Vote Solar recommends the following:
• Create a specific program to develop solar serving low-income, environmental justice and other disadvantaged communities with clean, cost-saving solar power. Massachusetts has now designed three separate 1,600 MW tranches of solar development, and the state should serve disadvantaged communities with a specific program of at least that size. Such a program could support projects that offer commitment-free energy bill savings to customers, support resilience in communities along with energy storage and microgrids, and act as a clean energy portfolio to shut down oil and gas plants.
• Make a stronger commitment to solar in order to keep the Commonwealth on track to a net-zero carbon economy, far more than SMART expansion. Solar will play an integral role, especially in the near-term as one of the most affordable and readily-available clean resources in the Commonwealth, in meeting Governor Baker’s net-zero carbon economy standard, but there needs to be a real roadmap for how to get there.

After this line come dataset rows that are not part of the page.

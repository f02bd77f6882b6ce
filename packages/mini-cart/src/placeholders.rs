use crate::error::MiniCartResult;
use async_trait::async_trait;
use serde_json::Value;
use std::path::PathBuf;
use tracing::debug;

/// Translated strings, grouped by namespace (`{"Global": {"MiniCartAddedMessage": ..}}`)
#[derive(Debug, Clone, Default, PartialEq)]
pub struct Placeholders(Value);

impl Placeholders {
    pub fn new(value: Value) -> Self {
        Self(value)
    }

    pub fn get(&self, namespace: &str, key: &str) -> Option<&str> {
        self.0.get(namespace)?.get(key)?.as_str()
    }

    pub fn added_message(&self) -> Option<&str> {
        self.get("Global", "MiniCartAddedMessage")
    }

    pub fn updated_message(&self) -> Option<&str> {
        self.get("Global", "MiniCartUpdatedMessage")
    }
}

#[async_trait]
pub trait PlaceholderSource: Send + Sync {
    async fn fetch_placeholders(&self) -> MiniCartResult<Placeholders>;
}

#[async_trait]
impl PlaceholderSource for Placeholders {
    async fn fetch_placeholders(&self) -> MiniCartResult<Placeholders> {
        Ok(self.clone())
    }
}

/// Placeholders read from a JSON file
#[derive(Debug, Clone)]
pub struct JsonPlaceholders {
    path: PathBuf,
}

impl JsonPlaceholders {
    pub fn new(path: impl Into<PathBuf>) -> Self {
        Self { path: path.into() }
    }
}

#[async_trait]
impl PlaceholderSource for JsonPlaceholders {
    async fn fetch_placeholders(&self) -> MiniCartResult<Placeholders> {
        debug!(path = %self.path.display(), "Reading placeholders");
        let content = tokio::fs::read_to_string(&self.path).await?;
        let value: Value = serde_json::from_str(&content)?;
        Ok(Placeholders(value))
    }
}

According to research in a Vote Solar report, a 3,200 MW expansion of SMART could have created 8,000 to 9,000 new jobs including opportunities in sales, retail and construction – sectors that have been hit hard by the pandemic – while driving more than $5 billion in solar project investment into the state’s economy and keeping the state on track to meet its renewable portfolio standard. Even more will be required to achieve the Commonwealth’s climate targets, as much as 1,000 MW per year.
“The increase of the SMART program will help get shovel-ready solar projects that have been stalled across the Commonwealth back on track, but other elements of the program still fall short – especially for the state’s low-income residents and environmental justice communities,” added Stephan Roundtree, Jr., Northeast Director for Vote Solar. “The new low-income portion of the program is too small and poorly constructed to meet the needs of the communities it is intended to serve and fails to provide clear direction on implementation. In the wake of a pandemic that has hit environmental justice communities hardest, a stronger solar program of at least another 1,600 MW for low-income families would deliver much needed benefits including new jobs, local economic growth, community resilience and affordable energy.”

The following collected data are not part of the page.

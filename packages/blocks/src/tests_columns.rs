use crate::authoring::{AUE_LABEL, AUE_PROP, AUE_TYPE};
use crate::{Block, BlockRegistry, Decoration};
use storefront_dom::query::{class, tag};
use storefront_dom::Element;

fn decorate(html: &str) -> Block {
    let block = Block::parse(html).expect("Failed to parse block");
    BlockRegistry::with_defaults()
        .decorate(block)
        .expect("Failed to decorate")
        .into_block()
}

fn texts(elements: Vec<&Element>) -> Vec<String> {
    elements.into_iter().map(|el| el.text_content().trim().to_string()).collect()
}

const THREE_WITH_MARKER: &str = r#"<div class="column"><div><div>3</div></div><div><div><p><picture><img src="a.jpg" /></picture></p><h3>A</h3><p>Alpha <a href="/a">Go</a></p></div></div><div><div><h3>B</h3></div></div><div><div><h3>C</h3></div></div></div>"#;

#[test]
fn test_column_with_marker() {
    let block = decorate(THREE_WITH_MARKER);
    let root = block.root();

    println!("Decorated:\n{}", block.to_html());

    assert!(block.is_decorated());
    assert!(root.has_class("column-block"));
    assert!(root.has_class("column-3-cols"));
    assert_eq!(root.attr("data-cols"), Some("3"));

    let cards = root.find_all(class("column-card"));
    assert_eq!(cards.len(), 3);
    assert_eq!(texts(root.find_all(class("column-card-title"))), vec!["A", "B", "C"]);

    let grid = root.find(class("column-grid")).expect("grid should exist");
    assert_eq!(grid.element_count(), 3);
}

#[test]
fn test_column_hidden_variation_field() {
    let block = decorate(THREE_WITH_MARKER);
    let hidden = block
        .root()
        .find(class("column-variation"))
        .expect("variation field should exist");

    assert_eq!(hidden.text_content(), "3");
    assert_eq!(hidden.attr(AUE_PROP), Some("columns"));
    assert_eq!(hidden.attr(AUE_LABEL), Some("Number of Columns"));
    assert_eq!(hidden.attr(AUE_TYPE), Some("select"));
    assert_eq!(hidden.style("display"), Some("none"));
}

#[test]
fn test_column_card_split() {
    let block = decorate(THREE_WITH_MARKER);
    let card = block.root().find(class("column-card")).expect("card should exist");

    assert_eq!(card.attr(AUE_PROP), Some("card"));
    assert_eq!(card.attr(AUE_TYPE), Some("container"));

    let media = card.find(class("column-card-media")).expect("media should exist");
    assert!(media.contains(tag("picture")));

    let content = card.find(class("column-card-content")).expect("content should exist");
    assert_eq!(content.attr(AUE_PROP), Some("content"));
    assert_eq!(content.attr(AUE_TYPE), Some("richtext"));

    // the emptied picture paragraph is gone
    assert_eq!(content.element_count(), 2);
    let text = content.find(class("column-card-text")).expect("paragraph should be tagged");
    assert!(text.is("p"));
    let cta = content.find(class("column-card-cta")).expect("link should be tagged");
    assert_eq!(cta.attr("href"), Some("/a"));
}

#[test]
fn test_column_count_clamped_without_marker() {
    let four = decorate(
        r#"<div class="column"><div><div>A</div></div><div><div>B</div></div><div><div>C</div></div><div><div>D</div></div></div>"#,
    );
    assert!(four.root().has_class("column-3-cols"));
    assert_eq!(four.root().find_all(class("column-card")).len(), 4);
    assert!(four.root().find(class("column-variation")).is_none());

    let one = decorate(r#"<div class="column"><div><div>A</div></div></div>"#);
    assert!(one.root().has_class("column-2-cols"));
    assert_eq!(one.root().attr("data-cols"), Some("2"));
}

#[test]
fn test_column_authored_variation_prop() {
    let block = decorate(
        r#"<div class="column"><div data-aue-prop="variation"><div>2</div></div><div><div>A</div></div><div><div>B</div></div><div><div>C</div></div></div>"#,
    );
    let root = block.root();

    assert!(root.has_class("column-2-cols"));
    assert_eq!(root.find_all(class("column-card")).len(), 3);

    let hidden = root.find(class("column-variation")).expect("variation field should exist");
    assert_eq!(hidden.attr(AUE_PROP), Some("variation"));
    assert_eq!(hidden.text_content(), "2");
}

#[test]
fn test_column_authored_content_is_moved_verbatim() {
    let block = decorate(
        r#"<div class="column"><div><div><div data-aue-prop="text"><h4>Kept</h4><p>Rich</p></div></div></div><div><div>B</div></div></div>"#,
    );
    let content = block
        .root()
        .find(class("column-card-content"))
        .expect("content should exist");

    let first = content.first_element_child().expect("content should have children");
    assert!(first.is("h4"));
    // authored content is not re-tagged
    assert!(!first.has_class("column-card-title"));
    assert_eq!(content.element_count(), 2);
}

#[test]
fn test_column_decorating_twice_is_idempotent() {
    let registry = BlockRegistry::with_defaults();
    let once = decorate(THREE_WITH_MARKER);
    let html = once.to_html();

    let again = Block::parse(&html).expect("Failed to parse decorated markup");
    assert!(again.is_decorated());

    let decoration = registry.decorate(again).expect("Failed to decorate");
    assert!(matches!(decoration, Decoration::AlreadyDecorated(_)));

    let twice = decoration.into_block();
    assert_eq!(twice.root().classes().count(), once.root().classes().count());
    assert_eq!(twice.root().find_all(class("column-grid")).len(), 1);
    assert_eq!(twice.root().find_all(class("column-card")).len(), 3);
    assert_eq!(twice.root().find_all(class("column-variation")).len(), 1);
}

#[test]
fn test_column_item_builds_single_card() {
    let block = decorate(
        r#"<div class="column-item"><div><div><picture><img src="i.jpg" /></picture></div></div><div><div><h2>Title</h2><p>Body <a href="/more">More</a></p></div></div></div>"#,
    );
    let root = block.root();

    println!("Decorated:\n{}", block.to_html());

    assert_eq!(root.element_count(), 1);
    let card = root.first_element_child().expect("card should exist");
    assert!(card.has_class("column-card"));
    assert!(card.find(class("column-card-media")).is_some_and(|media| media.contains(tag("img"))));

    let content = card.find(class("column-card-content")).expect("content should exist");
    assert_eq!(texts(content.find_all(class("column-card-title"))), vec!["Title"]);
    assert!(content.find(class("column-card-cta")).is_some());
}

#[test]
fn test_column_item_keeps_authored_empty_paragraphs() {
    let block = decorate(
        r#"<div class="column-item"><div><div><p><picture><img src="i.jpg" /></picture></p><h2>Title</h2><p></p><p>Body</p></div></div></div>"#,
    );
    let content = block
        .root()
        .find(class("column-card-content"))
        .expect("content should exist");

    println!("Decorated:\n{}", block.to_html());

    // only the paragraph that held the picture is dropped
    assert_eq!(content.element_count(), 3);
    let paragraphs: Vec<&Element> = content.element_children().filter(|el| el.is("p")).collect();
    assert_eq!(paragraphs.len(), 2);
    assert!(paragraphs[0].is_empty());
    assert!(block.root().find(class("column-card-media")).is_some_and(|media| media.contains(tag("picture"))));
}

#[test]
fn test_column_card_item_completes_build() {
    let block = decorate(
        r#"<div class="column-card-item"><div><div><img src="c.png" /></div></div><div><div><h3>Card</h3><p>Copy</p></div></div></div>"#,
    );
    let root = block.root();

    assert!(root.has_class("column-card-item-decorated"));
    assert_eq!(root.element_count(), 1);

    let card = root.first_element_child().expect("card should exist");
    assert!(card.has_class("column-card-item"));
    assert!(!card.has_attr(AUE_PROP));
    assert!(card.find(class("column-card-item-media")).is_some());

    let content = card.find(class("column-card-item-content")).expect("content should exist");
    assert_eq!(texts(content.find_all(class("column-card-title"))), vec!["Card"]);
    assert_eq!(texts(content.find_all(class("column-card-text"))), vec!["Copy"]);
}

#[test]
fn test_column_layout_counts_first_row() {
    let block = decorate(r#"<div class="column-layout"><div><div>a</div><div>b</div></div></div>"#);
    assert!(block.root().has_class("column-layout-decorated"));
    assert!(block.root().has_class("columns-2-cols"));

    let empty = decorate(r#"<div class="column-layout"></div>"#);
    assert!(empty.root().has_class("column-layout-decorated"));
    assert_eq!(empty.root().classes().count(), 2);
}

const COLUMNS: &str = r#"<div class="columns"><div><div><p><picture><source srcset="a.webp" /><img src="a.jpg" /></picture></p><h2 id="title">  Title  </h2><p>  Text  </p><p class="button-container"><a class="button" href="/x">Shop</a></p></div><div><p>Only text</p></div></div></div>"#;

#[test]
fn test_columns_rows_and_images() {
    let block = decorate(COLUMNS);
    let root = block.root();

    println!("Decorated:\n{}", block.to_html());

    assert!(root.has_class("columns-2-cols"));
    assert!(root.has_class("column-layout-block"));
    assert!(root.first_element_child().is_some_and(|row| row.has_class("column-layout-row")));

    let image = root.find(class("columns-img")).expect("image wrapper should exist");
    let picture = image.find(tag("picture")).expect("picture should be rebuilt");
    assert_eq!(picture.element_count(), 2);
    let img = picture.find(tag("img")).expect("img should be copied");
    assert_eq!(img.attr("alt"), Some(""));
    assert!(root.find(|el| el.is("p") && el.contains(tag("picture"))).is_none());
}

#[test]
fn test_columns_text_wrapper() {
    let block = decorate(COLUMNS);
    let text = block.root().find(class("columns-text")).expect("text wrapper should exist");

    let tags: Vec<&str> = text.element_children().map(Element::tag).collect();
    assert_eq!(tags, vec!["p", "p", "h2"]);

    let title = text.find(class("columns-title")).expect("title should be tagged");
    assert!(!title.has_attr("id"));
    assert_eq!(title.text_content(), "Title");
    assert_eq!(text.first_element_child().map(Element::text_content), Some("Text".to_string()));

    let link = text.find(tag("a")).expect("link should be kept");
    assert!(!link.has_class("button"));
}

#[test]
fn test_columns_promotional_background() {
    let block = decorate(
        r#"<div class="columns promotional-layout"><div><div><p><picture><img src="bg.jpg" /></picture></p><h3>Promo</h3><p class="button-container"><a class="button" href="/p">Buy</a></p></div></div></div>"#,
    );
    let col = block
        .root()
        .first_element_child()
        .and_then(Element::first_element_child)
        .expect("column should exist");

    assert!(col.has_class("has-background"));
    assert_eq!(col.style("background-image"), Some("url(bg.jpg)"));
    assert_eq!(col.style("background-size"), Some("cover"));
    assert_eq!(col.style("background-position"), Some("center"));
    assert!(!col.contains(tag("picture")));
    assert!(col.find(tag("a")).is_some_and(|a| a.has_class("button")));
}

#[test]
fn test_columns_popular_brands_links_image() {
    let block = decorate(
        r#"<div class="columns popular-brands"><div><div><p><picture><img src="b.png" alt="Brand" /></picture></p><p><a href="/brand">Brand</a></p></div></div></div>"#,
    );
    let image = block.root().find(class("columns-img")).expect("image wrapper should exist");
    let anchor = image.first_element_child().expect("anchor should exist");

    assert!(anchor.is("a"));
    assert_eq!(anchor.attr("href"), Some("/brand"));
    assert_eq!(anchor.find(tag("img")).and_then(|img| img.attr("alt")), Some("Brand"));
}

#[test]
fn test_columns_drops_unresolved_images() {
    let block = decorate(
        r#"<div class="columns"><div><div><p><img src="about:error" /></p><p>Kept</p></div></div></div>"#,
    );
    assert!(block.root().find(|el| el.attr("src") == Some("about:error")).is_none());
    assert!(block.root().find(class("columns-text")).is_some_and(|text| text.text_content() == "Kept"));
}

#[test]
fn test_columns_without_rows_is_inert() {
    let registry = BlockRegistry::with_defaults();
    let block = Block::parse(r#"<div class="columns"></div>"#).expect("Failed to parse block");
    let before = block.to_html();

    let decoration = registry.decorate(block).expect("Failed to decorate");
    assert!(matches!(decoration, Decoration::Inert(_)));

    let block = decoration.into_block();
    assert!(!block.is_decorated());
    assert_eq!(block.to_html(), before);
}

“This update represents an important step in the right direction, especially in how the program will bring benefits to low income neighborhoods,” said Ben Underwood, Co-CEO and founder of Resonant Energy. “But it is critical that the Department takes this opportunity to engage residents and leaders of environmental justice neighborhoods now to ensure that their interests are served in practice, and not just in theory. The longer we wait to put the interests of EJ communities at the center of this policy, the harder it will be to close the gap.”